The Mount

Moments that remind us God fully exists
“The Mount” by Elizabeth at Startling the Day

The “Bright Maidens” were originally three from the oft-mentioned, widely-speculated upon demographic of young, twenty-something Catholic women. Now, we all take up the cross to dispel the myths and misconceptions. Welcome!

I blog.

Blogging is a lifestyle, not just a practice involving drafts, HTML, and comment boxes. When you blog, you start seeing life through the scope of your writing capabilities.

Bloggers get to a point wherein every lesson they learn must be assessed: can I share this with the world on my blog? Will I do it justice? Should I just jot down this thought on my napkin while no one is looking?

That point sneaks up on you until one day you have a really great cry, or your talking with your best friend about something you’ve never discussed with anyone, and you think, “I need to blog about this.”

It’s a similar problem that plagues Christians (the bloggers and non-bloggers alike) in their daily lives. I know my mind is littered with mental notes of the “perfect” analogy, or the “best” examples of Christian living, set aside to pull out in the middle of a discussion.

We get so wrapped up in the path we took to grow our relationship with Christ and want to share it with others that we forget that the Holy Spirit is at work all day, everyday. We start to judge, accuse, get comfortable, get lazy, and go through the motions.

In cases such as these, in His infinite wisdom, God provides for us His vast expanse of nature.

Mt. Rainier (I don’t own this picture)

When I traveled to Seattle and my beau joined me for a four day Northwestern excursion, we spent an entire day around Mt. Rainier. Upon arrival, the day was chilly due to cloud cover, but not enough for a jacket on the hike.

It’s no mistake that much of Jesus’ greatest work was accomplished outside, e.g., feeding the 5000, Beatitudes, Crucifixion, etc. The great outdoors opens the scope for larger crowds and a reminder of Original Man’s surroundings.

Rather than slipping into an 8th grade poem about crisp air, clear blue sky, white mountain tops and … oops, we’re already there.

There is no virtual reality game for hiking or walking around without the whuushhh of cars rushing by while you stare off the edge of a cliff in the presence of a snow-covered mountain in July.

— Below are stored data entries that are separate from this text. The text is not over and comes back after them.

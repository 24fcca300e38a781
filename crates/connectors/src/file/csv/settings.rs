#[derive(Debug, Clone, PartialEq, Eq)]
pub struct CsvSettings {
    pub delimiter: char,
    pub has_headers: bool,
}

impl CsvSettings {
    pub fn new(delimiter: char, has_headers: bool) -> Self {
        CsvSettings {
            delimiter,
            has_headers,
        }
    }
}

impl Default for CsvSettings {
    fn default() -> Self {
        CsvSettings::new(',', true)
    }
}
use engine_core::error::ConfigError;
use thiserror::Error;

#[derive(Error, Debug)]
pub enum CliError {
    #[error("Invalid configuration: {0}")]
    Config(#[from] ConfigError),

    #[error("Pipeline task failed to complete: {0}")]
    TaskJoin(#[from] tokio::task::JoinError),
}
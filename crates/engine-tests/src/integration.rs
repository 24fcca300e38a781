#[cfg(test)]
mod tests {
    use crate::{
        Dataset, FixedSampler, RecordingRenderer, run_pipeline,
        utils::{
            MISSING_PRICE_CSV, NO_UK_CSV, RETAIL_CSV, cell_as_f64, column_as_strings,
            rows_as_strings, stage_names,
        },
    };
    use connectors::engine::local::LocalEngine;
    use engine_processing::report::{
        QUANTITY_DISTRIBUTION_PNG, TRANSACTIONS_BY_COUNTRY_PNG, UK_MONTHLY_SPENDING_PNG,
    };
    use engine_runtime::{error::ErrorKind, execution::executor::run};
    use std::sync::Arc;
    use tracing_test::traced_test;

    const STAGES: [&str; 7] = [
        "Read Data",
        "Data Filtering",
        "Aggregate Country Counts - Iteration 1",
        "Aggregate Country Counts - Iteration 2",
        "Aggregate Country Counts - Iteration 3",
        "Calculate Avg Spending",
        "Plot Generation",
    ];

    // Test Settings: default mode (no caching).
    // Scenario: the ten-row dataset is processed end to end.
    // Expected Outcome:
    // - Seven measurements, in stage order.
    // - Three artifacts in the output directory.
    // - The summary block and the teardown line are logged.
    #[traced_test]
    #[test]
    fn tc01() {
        let data = Dataset::new(RETAIL_CSV);
        let config = data.config(false);
        let (report, renderer) = run_pipeline(&config);

        assert!(report.is_success(), "{:?}", report.error);
        assert_eq!(stage_names(&report), STAGES);
        assert!(report.measurements.iter().all(|m| m.memory_mb == Some(128.0)));
        assert_eq!(
            report.artifacts,
            vec![
                config.output_dir.join(TRANSACTIONS_BY_COUNTRY_PNG),
                config.output_dir.join(QUANTITY_DISTRIBUTION_PNG),
                config.output_dir.join(UK_MONTHLY_SPENDING_PNG),
            ]
        );
        assert_eq!(renderer.calls().len(), 3);

        assert!(logs_contain("--- Performance Measurements ---"));
        assert!(logs_contain("Time taken for 'Read Data':"));
        assert!(logs_contain("--- RAM Usage Measurements (at the end of each stage) ---"));
        assert!(logs_contain("RAM usage after 'Plot Generation': 128.00 MB"));
        assert!(logs_contain("RetailAnalysis finished."));
        assert!(!logs_contain("Cached the cleaned table."));
        assert!(!logs_contain("An error occurred"));
    }

    // Test Settings: optimized mode.
    // Scenario: the same dataset is processed with caching enabled.
    // Expected Outcome:
    // - Both tables are cached before the repeated aggregation starts.
    // - The monthly aggregate is persisted.
    // - Fewer source scans than the default mode, identical extracts.
    #[traced_test]
    #[test]
    fn tc02() {
        let data = Dataset::new(RETAIL_CSV);
        let (plain, plain_renderer) = run_pipeline(&data.config(false));
        let (optimized, optimized_renderer) = run_pipeline(&data.config(true));

        assert!(optimized.is_success(), "{:?}", optimized.error);
        assert_eq!(stage_names(&optimized), STAGES);

        assert_eq!(plain.engine_stats.scans, 8);
        assert_eq!(plain.engine_stats.cached_tables, 0);
        assert_eq!(optimized.engine_stats.scans, 2);
        assert_eq!(optimized.engine_stats.cached_tables, 3);

        let plain_calls = plain_renderer.calls();
        let optimized_calls = optimized_renderer.calls();
        assert_eq!(plain_calls.len(), optimized_calls.len());
        for (a, b) in plain_calls.iter().zip(&optimized_calls) {
            assert_eq!(a.file_name, b.file_name);
            assert!(a.extract.equals_missing(&b.extract));
        }

        assert!(logs_contain("Cached the initial table."));
        assert!(logs_contain("Persisted the monthly aggregate."));
        logs_assert(|lines: &[&str]| {
            let cached = lines
                .iter()
                .position(|l| l.contains("Cached the cleaned table."))
                .ok_or("cleaned table was never cached")?;
            let aggregation = lines
                .iter()
                .rposition(|l| l.contains("Stage 3: Performing repetitive aggregation"))
                .ok_or("stage 3 never started")?;
            if cached < aggregation {
                Ok(())
            } else {
                Err("cache marker placed after stage 3 started".to_string())
            }
        });
    }

    // Scenario: extracts handed to the renderer for the ten-row dataset.
    // Expected Outcome: country counts over the raw rows, UK monthly bars
    // labelled YYYY-MM with 20.0 for 2011-03.
    #[test]
    fn tc03() {
        let data = Dataset::new(RETAIL_CSV);
        let (report, renderer) = run_pipeline(&data.config(true));
        assert!(report.is_success());

        let by_country = renderer.call(TRANSACTIONS_BY_COUNTRY_PNG).unwrap();
        assert_eq!(
            rows_as_strings(&by_country.extract),
            vec![vec!["United Kingdom", "6"], vec!["France", "4"]]
        );
        assert_eq!(by_country.labels.y, "transaction_count");

        let quantities = renderer.call(QUANTITY_DISTRIBUTION_PNG).unwrap();
        assert_eq!(quantities.extract.height(), 8);
        assert_eq!(rows_as_strings(&quantities.extract)[0], vec!["1", "2"]);

        let uk = renderer.call(UK_MONTHLY_SPENDING_PNG).unwrap();
        assert_eq!(
            column_as_strings(&uk.extract, "MonthYear"),
            vec!["2011-03", "2011-04", "2011-05"]
        );
        assert_eq!(cell_as_f64(&uk.extract, 0, "AverageMonthlySpending"), Some(20.0));
    }

    // Scenario: the configured dataset path does not exist.
    // Expected Outcome:
    // - No artifacts and fewer than seven measurements.
    // - A data-access error is reported and logged once.
    // - The session is still torn down.
    #[traced_test]
    #[test]
    fn tc04() {
        let data = Dataset::new(RETAIL_CSV);
        let config = data
            .config(false)
            .with_data_path(data.output.path().join("missing.csv"));
        let (report, renderer) = run_pipeline(&config);

        let error = report.error.as_ref().unwrap();
        assert_eq!(error.kind(), ErrorKind::DataAccess);
        assert_eq!(error.stage(), "Read Data");
        assert!(report.artifacts.is_empty());
        assert!(report.measurements.len() < 7);
        assert!(renderer.calls().is_empty());

        assert!(logs_contain("An error occurred:"));
        assert!(logs_contain("--- Performance Measurements ---"));
        assert!(logs_contain("RetailAnalysis finished."));
    }

    // Scenario: the dataset has no Price column.
    // Expected Outcome: the cleaning stage fails with an aggregation error after
    // the load stage was measured.
    #[traced_test]
    #[test]
    fn tc05() {
        let data = Dataset::new(MISSING_PRICE_CSV);
        let (report, _) = run_pipeline(&data.config(true));

        let error = report.error.as_ref().unwrap();
        assert_eq!(error.kind(), ErrorKind::Aggregation);
        assert_eq!(error.stage(), "Data Filtering");
        assert_eq!(stage_names(&report), vec!["Read Data"]);
        assert!(logs_contain("RetailAnalysis finished."));
    }

    // Scenario: no transaction comes from the United Kingdom.
    // Expected Outcome: the UK chart fails as a rendering error; the two charts
    // drawn before it are still reported.
    #[traced_test]
    #[test]
    fn tc06() {
        let data = Dataset::new(NO_UK_CSV);
        let (report, _) = run_pipeline(&data.config(false));

        let error = report.error.as_ref().unwrap();
        assert_eq!(error.kind(), ErrorKind::Rendering);
        assert_eq!(report.artifacts.len(), 2);
        assert_eq!(report.measurements.len(), 6);
        assert!(logs_contain("An error occurred: Rendering failed in 'Plot Generation'"));
    }

    // Test Settings: custom application name, memory unavailable.
    // Expected Outcome: the usual seven measurements without memory figures,
    // RAM readings logged as n/a, three aggregation iterations and no more.
    #[traced_test]
    #[test]
    fn tc07() {
        let data = Dataset::new(RETAIL_CSV);
        let mut config = data.config(false);
        config.app_name = "NightlyRetail".to_string();

        let engine = LocalEngine::new();
        let renderer = RecordingRenderer::new(&config.output_dir);
        let report = run(&config, &engine, &renderer, Arc::new(FixedSampler(None)));

        assert!(report.is_success());
        assert_eq!(stage_names(&report), STAGES);
        assert!(report.measurements.iter().all(|m| m.memory_mb.is_none()));
        assert!(logs_contain("Aggregate Country Counts - Iteration 3"));
        assert!(!logs_contain("Aggregate Country Counts - Iteration 4"));
        assert!(logs_contain("RAM usage after 'Read Data': n/a"));
        assert!(logs_contain("NightlyRetail finished."));
    }

    // Scenario: invoice dates mix date-only and date-time cells.
    // Expected Outcome: no row loses its month, so the UK extract has a bar
    // for each month present in the file.
    #[test]
    fn tc08() {
        let csv = "\
Quantity,InvoiceDate,Price,Country
1,2011-03-01,10.00,United Kingdom
2,2011-03-08 09:01:00,10.00,United Kingdom
4,2011-04-05,2.50,United Kingdom
1,2011-05-12 12:00:00,7.25,United Kingdom
";
        let data = Dataset::new(csv);
        let (report, renderer) = run_pipeline(&data.config(false));
        assert!(report.is_success(), "{:?}", report.error);

        let uk = renderer.call(UK_MONTHLY_SPENDING_PNG).unwrap();
        assert_eq!(
            column_as_strings(&uk.extract, "MonthYear"),
            vec!["2011-03", "2011-04", "2011-05"]
        );
        assert_eq!(cell_as_f64(&uk.extract, 0, "AverageMonthlySpending"), Some(15.0));
    }
}
use connectors::{
    engine::{DatasetEngine, local::LocalEngine, table::Table},
    file::csv::settings::CsvSettings,
};
use polars::prelude::{DataFrame, DataType};
use std::io::Write;
use tempfile::NamedTempFile;

pub const TRANSACTIONS: &str = "\
Invoice,StockCode,Description,Quantity,InvoiceDate,Price,Customer ID,Country
489434,85048,LIGHT CUSHION,12,2011-03-01 07:45:00,6.95,13085,United Kingdom
489434,79323P,PINK CHERRY LIGHTS,12,2011-03-01 07:45:00,6.75,13085,United Kingdom
489435,22350,CAT BOWL,-12,2011-03-01 07:46:00,2.55,13085,United Kingdom
489436,48173C,DOOR MAT,10,2011-03-09 09:06:00,5.95,13078,France
489436,21755,LOVE BUILDING BLOCK,18,2011-04-09 09:06:00,0,13078,France
489437,22143,CHRISTMAS CRAFT,3,2011-04-09 09:08:00,2.10,15362,United Kingdom
";

pub struct Fixture {
    pub engine: LocalEngine,
    pub table: Table,
    _file: NamedTempFile,
}

pub fn load(csv: &str) -> Fixture {
    let mut file = NamedTempFile::new().unwrap();
    file.write_all(csv.as_bytes()).unwrap();
    let engine = LocalEngine::new();
    let table = engine
        .read_csv(file.path().to_str().unwrap(), CsvSettings::default())
        .unwrap();
    Fixture {
        engine,
        table,
        _file: file,
    }
}

/// Every value of `column` rendered as text, nulls skipped.
pub fn strings(frame: &DataFrame, column: &str) -> Vec<String> {
    let series = frame.column(column).unwrap().as_materialized_series();
    let values = series.cast(&DataType::String).unwrap();
    values.str().unwrap().into_iter().flatten().map(str::to_string).collect()
}

/// Every value of `column` as a float, nulls skipped.
pub fn numbers(frame: &DataFrame, column: &str) -> Vec<f64> {
    let series = frame.column(column).unwrap().as_materialized_series();
    let values = series.cast(&DataType::Float64).unwrap();
    values.f64().unwrap().into_iter().flatten().collect()
}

It would be like trying to describe the vast experience of a conversion or enlightenment by explaining the wallpaper in the room one was sitting in when it happened.

“Then the LORD said: Go out and stand on the mountain before the LORD; the LORD will pass by. There was a strong and violent wind rending the mountains and crushing rocks before the LORD—but the LORD was not in the wind; after the wind, an earthquake—but the LORD was not in the earthquake; after the earthquake, fire—but the LORD was not in the fire; after the fire, a light silent sound…” 1 Kings 19: 11-12

When we ascended the mountain, with the iconic Rainier peak to our left and green-carpeted mountain piles on our right, a warm wind picked up. It slowly nudged the clouds over our heads and beyond our sight.

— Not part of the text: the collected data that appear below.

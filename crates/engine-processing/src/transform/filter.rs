use super::pipeline::Transform;
use connectors::{engine::table::Table, error::EngineError};
use polars::prelude::{Expr, col, lit};

/// Keeps the rows where every listed column is strictly positive. Rows with
/// a null in any of them are dropped.
pub struct PositiveValuesFilter {
    columns: Vec<String>,
}

impl PositiveValuesFilter {
    pub fn new(columns: &[&str]) -> Self {
        Self {
            columns: columns.iter().map(|c| c.to_string()).collect(),
        }
    }

    pub fn predicate(&self) -> Option<Expr> {
        self.columns
            .iter()
            .map(|c| col(c.as_str()).gt(lit(0)))
            .reduce(|acc, expr| acc.and(expr))
    }
}

impl Transform for PositiveValuesFilter {
    fn apply(&self, table: &Table) -> Result<Table, EngineError> {
        match self.predicate() {
            Some(predicate) => table.filter(predicate),
            None => Ok(table.clone()),
        }
    }
}
use serde::{Deserialize, Serialize};
use std::time::Duration;

/// Wall-clock time and resident memory recorded at the end of one stage.
#[derive(Debug, Clone, Serialize, Deserialize, PartialEq)]
pub struct StageMeasurement {
    pub stage: String,
    pub duration: Duration,
    /// Resident memory of the orchestrating process in MB, `None` when the
    /// platform could not report it.
    pub memory_mb: Option<f64>,
}

impl StageMeasurement {
    pub fn new(stage: &str, duration: Duration, memory_mb: Option<f64>) -> Self {
        StageMeasurement {
            stage: stage.to_string(),
            duration,
            memory_mb,
        }
    }

    pub fn duration_secs(&self) -> f64 {
        self.duration.as_secs_f64()
    }
}
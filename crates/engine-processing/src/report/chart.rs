use crate::error::RenderError;
use plotters::prelude::*;
use polars::prelude::{DataFrame, DataType, Series};
use std::{
    error::Error,
    fs,
    path::{Path, PathBuf},
};
use tracing::info;

const BAR_SIZE: (u32, u32) = (1200, 600);
const HISTOGRAM_SIZE: (u32, u32) = (1000, 600);

#[derive(Debug, Clone, PartialEq)]
pub enum ChartKind {
    /// Binned density of a numeric column.
    Histogram { column: String, bins: usize },
    /// One bar per row, in row order, labelled by `category`.
    Bar { category: String, value: String },
}

#[derive(Debug, Clone, PartialEq)]
pub struct AxisLabels {
    pub title: String,
    pub x: String,
    pub y: String,
}

impl AxisLabels {
    pub fn new(title: &str, x: &str, y: &str) -> Self {
        AxisLabels {
            title: title.to_string(),
            x: x.to_string(),
            y: y.to_string(),
        }
    }
}

/// Turns a materialized extract into an image file.
pub trait ChartRenderer: Send + Sync {
    /// Renders `extract` and returns the path of the written artifact.
    fn render(
        &self,
        extract: &DataFrame,
        kind: &ChartKind,
        labels: &AxisLabels,
        file_name: &str,
    ) -> Result<PathBuf, RenderError>;
}

/// PNG renderer writing into a single output directory.
pub struct PlottersRenderer {
    output_dir: PathBuf,
}

impl PlottersRenderer {
    pub fn new(output_dir: impl Into<PathBuf>) -> Self {
        Self {
            output_dir: output_dir.into(),
        }
    }
}

impl ChartRenderer for PlottersRenderer {
    fn render(
        &self,
        extract: &DataFrame,
        kind: &ChartKind,
        labels: &AxisLabels,
        file_name: &str,
    ) -> Result<PathBuf, RenderError> {
        if extract.height() == 0 {
            return Err(RenderError::EmptyExtract(file_name.to_string()));
        }

        let drawing = |e: Box<dyn Error>| RenderError::Drawing {
            chart: file_name.to_string(),
            message: e.to_string(),
        };

        match kind {
            ChartKind::Bar { category, value } => {
                let bars = bar_points(extract, category, value, file_name)?;
                fs::create_dir_all(&self.output_dir)?;
                let path = self.output_dir.join(file_name);
                draw_bars(&path, labels, &bars).map_err(drawing)?;
                info!("Plot '{}' saved to '{}'", file_name, self.output_dir.display());
                Ok(path)
            }
            ChartKind::Histogram { column, bins } => {
                let values = numeric_values(extract, column, file_name)?;
                let bins = histogram_bins(&values, *bins);
                fs::create_dir_all(&self.output_dir)?;
                let path = self.output_dir.join(file_name);
                draw_histogram(&path, labels, &bins).map_err(drawing)?;
                info!(
                    "Histogram '{}' saved to '{}'",
                    file_name,
                    self.output_dir.display()
                );
                Ok(path)
            }
        }
    }
}

fn column<'a>(
    extract: &'a DataFrame,
    name: &str,
    chart: &str,
) -> Result<&'a Series, RenderError> {
    extract
        .column(name)
        .map(|c| c.as_materialized_series())
        .map_err(|_| RenderError::MissingColumn {
            column: name.to_string(),
            chart: chart.to_string(),
        })
}

fn numeric(series: &Series, chart: &str) -> Result<Vec<Option<f64>>, RenderError> {
    let values = series
        .strict_cast(&DataType::Float64)
        .map_err(|_| RenderError::NonNumeric {
            column: series.name().to_string(),
            chart: chart.to_string(),
            dtype: series.dtype().to_string(),
        })?;
    Ok(values.f64()?.into_iter().collect())
}

/// `(category label, bar height)` for every row. Null heights draw as zero.
pub fn bar_points(
    extract: &DataFrame,
    category: &str,
    value: &str,
    chart: &str,
) -> Result<Vec<(String, f64)>, RenderError> {
    let categories = column(extract, category, chart)?.cast(&DataType::String)?;
    let heights = numeric(column(extract, value, chart)?, chart)?;

    Ok(categories
        .str()?
        .into_iter()
        .zip(heights)
        .map(|(c, v)| (c.unwrap_or("null").to_string(), v.unwrap_or(0.0)))
        .collect())
}

fn numeric_values(
    extract: &DataFrame,
    name: &str,
    chart: &str,
) -> Result<Vec<f64>, RenderError> {
    let values = numeric(column(extract, name, chart)?, chart)?;
    Ok(values.into_iter().flatten().collect())
}

#[derive(Debug, Clone, PartialEq)]
pub struct Bin {
    pub start: f64,
    pub end: f64,
    pub count: usize,
    /// Count normalized so the bin areas sum to one.
    pub density: f64,
}

/// Splits `values` into `bins` equal-width bins spanning their range. The
/// last bin is closed on the right so the maximum is counted.
pub fn histogram_bins(values: &[f64], bins: usize) -> Vec<Bin> {
    let bins = bins.max(1);
    if values.is_empty() {
        return Vec::new();
    }

    let min = values.iter().copied().fold(f64::INFINITY, f64::min);
    let max = values.iter().copied().fold(f64::NEG_INFINITY, f64::max);
    let (start, width, bins) = if max > min {
        (min, (max - min) / bins as f64, bins)
    } else {
        (min - 0.5, 1.0, 1)
    };

    let mut counts = vec![0usize; bins];
    for v in values {
        let idx = (((v - start) / width) as usize).min(bins - 1);
        counts[idx] += 1;
    }

    let total = values.len() as f64;
    counts
        .into_iter()
        .enumerate()
        .map(|(i, count)| Bin {
            start: start + i as f64 * width,
            end: start + (i + 1) as f64 * width,
            count,
            density: count as f64 / (total * width),
        })
        .collect()
}

fn value_range(values: impl Iterator<Item = f64>) -> (f64, f64) {
    let (low, high) = values.fold((0.0f64, 0.0f64), |(lo, hi), v| (lo.min(v), hi.max(v)));
    if high - low <= f64::EPSILON {
        return (0.0, 1.0);
    }
    (low * 1.1, high * 1.1)
}

fn draw_bars(
    path: &Path,
    labels: &AxisLabels,
    bars: &[(String, f64)],
) -> Result<(), Box<dyn Error>> {
    let root = BitMapBackend::new(path, BAR_SIZE).into_drawing_area();
    root.fill(&WHITE)?;

    let (low, high) = value_range(bars.iter().map(|(_, v)| *v));
    let mut chart = ChartBuilder::on(&root)
        .caption(&labels.title, ("sans-serif", 24))
        .margin(15)
        .x_label_area_size(140)
        .y_label_area_size(80)
        .build_cartesian_2d((0..bars.len()).into_segmented(), low..high)?;

    let category = |x: &SegmentValue<usize>| match x {
        SegmentValue::CenterOf(i) | SegmentValue::Exact(i) => {
            bars.get(*i).map(|(c, _)| c.clone()).unwrap_or_default()
        }
        SegmentValue::Last => String::new(),
    };
    chart
        .configure_mesh()
        .disable_x_mesh()
        .x_labels(bars.len())
        .x_label_formatter(&category)
        .x_label_style(
            ("sans-serif", 12)
                .into_font()
                .transform(FontTransform::Rotate90),
        )
        .x_desc(labels.x.as_str())
        .y_desc(labels.y.as_str())
        .draw()?;

    chart.draw_series(
        Histogram::vertical(&chart)
            .style(BLUE.mix(0.7).filled())
            .margin(4)
            .data(bars.iter().enumerate().map(|(i, (_, v))| (i, *v))),
    )?;

    root.present()?;
    Ok(())
}

fn draw_histogram(path: &Path, labels: &AxisLabels, bins: &[Bin]) -> Result<(), Box<dyn Error>> {
    let root = BitMapBackend::new(path, HISTOGRAM_SIZE).into_drawing_area();
    root.fill(&WHITE)?;

    let x_min = bins.first().map_or(0.0, |b| b.start);
    let x_max = bins.last().map_or(1.0, |b| b.end);
    let (_, y_max) = value_range(bins.iter().map(|b| b.density));
    let mut chart = ChartBuilder::on(&root)
        .caption(&labels.title, ("sans-serif", 24))
        .margin(15)
        .x_label_area_size(50)
        .y_label_area_size(80)
        .build_cartesian_2d(x_min..x_max, 0f64..y_max)?;

    chart
        .configure_mesh()
        .x_desc(labels.x.as_str())
        .y_desc(labels.y.as_str())
        .draw()?;

    chart.draw_series(bins.iter().map(|b| {
        Rectangle::new([(b.start, 0.0), (b.end, b.density)], BLUE.mix(0.7).filled())
    }))?;
    chart.draw_series(
        bins.iter()
            .map(|b| Rectangle::new([(b.start, 0.0), (b.end, b.density)], BLACK.stroke_width(1))),
    )?;

    root.present()?;
    Ok(())
}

The sun emerged without threat of straggling cloud when we started descending the other side of the trail, illuminating the landscape and strengthening the color contrasts. In one [panting] moment at the high point of the trail, I felt God in the wind.

I grabbed a pen (still not free of the blogger’s crutch) and wrote this down, my leg as my clipboard:

He makes it so obvious to us and people still won’t recognize Him. Post about spiritual dry spells vs dry rainforests. You don’t realize how you could not see Him when it’s wet. The opposite when it’s dry.

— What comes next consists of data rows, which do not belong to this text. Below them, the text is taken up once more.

use thiserror::Error;

#[derive(Error, Debug, PartialEq)]
pub enum ConfigError {
    #[error("Invalid value `{value}` for {key}: {reason}")]
    InvalidValue {
        key: String,
        value: String,
        reason: String,
    },
}

impl ConfigError {
    pub fn invalid(key: &str, value: &str, reason: impl Into<String>) -> Self {
        ConfigError::InvalidValue {
            key: key.to_string(),
            value: value.to_string(),
            reason: reason.into(),
        }
    }
}
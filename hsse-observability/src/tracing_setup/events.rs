//! Structured log events for key queue operations.
//!
//! Each function emits a `tracing` event with structured fields.

/// A write was captured offline.
pub fn mutation_queued(local_id: &str, label: &str, queue_len: usize) {
    tracing::info!(
        event = "mutation_queued",
        local_id = %local_id,
        label = %label,
        queue_len = queue_len,
        "mutation queued for later sync"
    );
}

/// An online write was rejected by the remote.
pub fn direct_submit_failed(label: &str, error: &str) {
    tracing::warn!(
        event = "direct_submit_failed",
        label = %label,
        error = %error,
        "direct submission failed"
    );
}

/// One queued item failed to deliver.
pub fn item_sync_failed(local_id: &str, attempts: u32, error: &str) {
    tracing::warn!(
        event = "item_sync_failed",
        local_id = %local_id,
        attempts = attempts,
        error = %error,
        "queued mutation failed to sync"
    );
}

/// A sync pass finished.
pub fn sync_completed(synced: usize, failed: usize, duration_ms: u128) {
    tracing::info!(
        event = "sync_completed",
        synced = synced,
        failed = failed,
        duration_ms = duration_ms as u64,
        "sync pass completed"
    );
}

/// A sync pass was requested but did not run.
pub fn sync_skipped(reason: &str) {
    tracing::debug!(event = "sync_skipped", reason = %reason, "sync pass skipped");
}

/// The persisted queue needed repair on load.
pub fn queue_recovered(expired: usize, interrupted: usize) {
    tracing::warn!(
        event = "queue_recovered",
        expired = expired,
        interrupted = interrupted,
        "offline queue repaired on load"
    );
}

/// Reachability changed.
pub fn network_changed(online: bool) {
    if online {
        tracing::info!(event = "network_changed", online, "network: online");
    } else {
        tracing::warn!(event = "network_changed", online, "network: offline");
    }
}
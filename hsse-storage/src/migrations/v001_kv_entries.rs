//! v001: kv_entries.

use rusqlite::Connection;

use hsse_core::errors::HsseResult;

use crate::to_storage_err;

pub fn migrate(conn: &Connection) -> HsseResult<()> {
    conn.execute_batch(
        "
        CREATE TABLE IF NOT EXISTS kv_entries (
            namespace   TEXT NOT NULL,
            key         TEXT NOT NULL,
            value       TEXT NOT NULL,
            created_at  INTEGER NOT NULL,
            updated_at  INTEGER NOT NULL,
            expires_at  INTEGER,
            PRIMARY KEY (namespace, key)
        );
        ",
    )
    .map_err(|e| to_storage_err(e.to_string()))?;
    Ok(())
}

I certainly don’t have it figured out and my homage to the spiritual jump-start I got that day at Mt. Rainer is to avoid describing it. Rather than belittling it, I just encourage anyone who is physically able to climb away from daily life, to do so.

Go somewhere you can watch out for Him and listen for Him.

Bright Maidens: Little Moments

The “Bright Maidens” were originally three from the oft-mentioned, widely-speculated upon demographic of young, twenty-something Catholic women. Now, we all take up the cross to dispel the myths and misconceptions. Welcome!

Topic: Moments that remind us God fully exists
Elizabeth at Startling the Day
Check out our Facebook page for guest posts!



There are lots of little moments that remind me God exists:
I experience Him very strongly when I’m taking care of and playing with children.  I hear an echo of His voice in theirs when they whisper, “Can I tell you something?  I love you!”  And what joy I experience when I say those words back to their shining little faces!


When I’m reading a book and get that “A ha! I’m not the only who’s thought that before!” triumphant feeling!


At baptisms, First Communions, Confirmations, weddings, and funerals (especially at funerals of my loved ones)!

Some of my siblings & cousins

When I’m hanging out with my goofy, beautiful, imperfect family!


In the friendships I’ve been blessed to have – both offline and online – with people who get me instantly and are always there for support!

When I think of the circumstances of a romance I never could have planned or dreamed up.  Happy five months!

When I think of the lives of the saints – how daring, how bold, how devoted, and how totally themselves they were!  Their love for God and faith in His existence pushes me forward in my own faith.

Examine the human body and tell me that was just an accident! 

Lots more but I am writing on my lunch break!  What are you moments?  Please share with us!

Let the Rain Fall

TBM Topic 20: Moments that remind us God fully exists

“Let the Rain Fall” by Julie Robison
“Little Moments” by Trista at Not a Minx, Moron, or a Parasite
“The Mount” by Elizabeth at Startling the Day

We three are from the oft-mentioned, widely-speculated upon demographic of young, twenty-something Catholic women. We’re here to dispel the myths and misconceptions- please join us for the discussion on Facebook and Twitter!

You could say I was lookin’ fly. Rain boots with sailboats; orange soccer shorts; a navy blue raincoat pull-over. Correction: I was lookin’ super-fly. I was all set for an impromptu walk in the rain with my boyfriend and his family’s dog.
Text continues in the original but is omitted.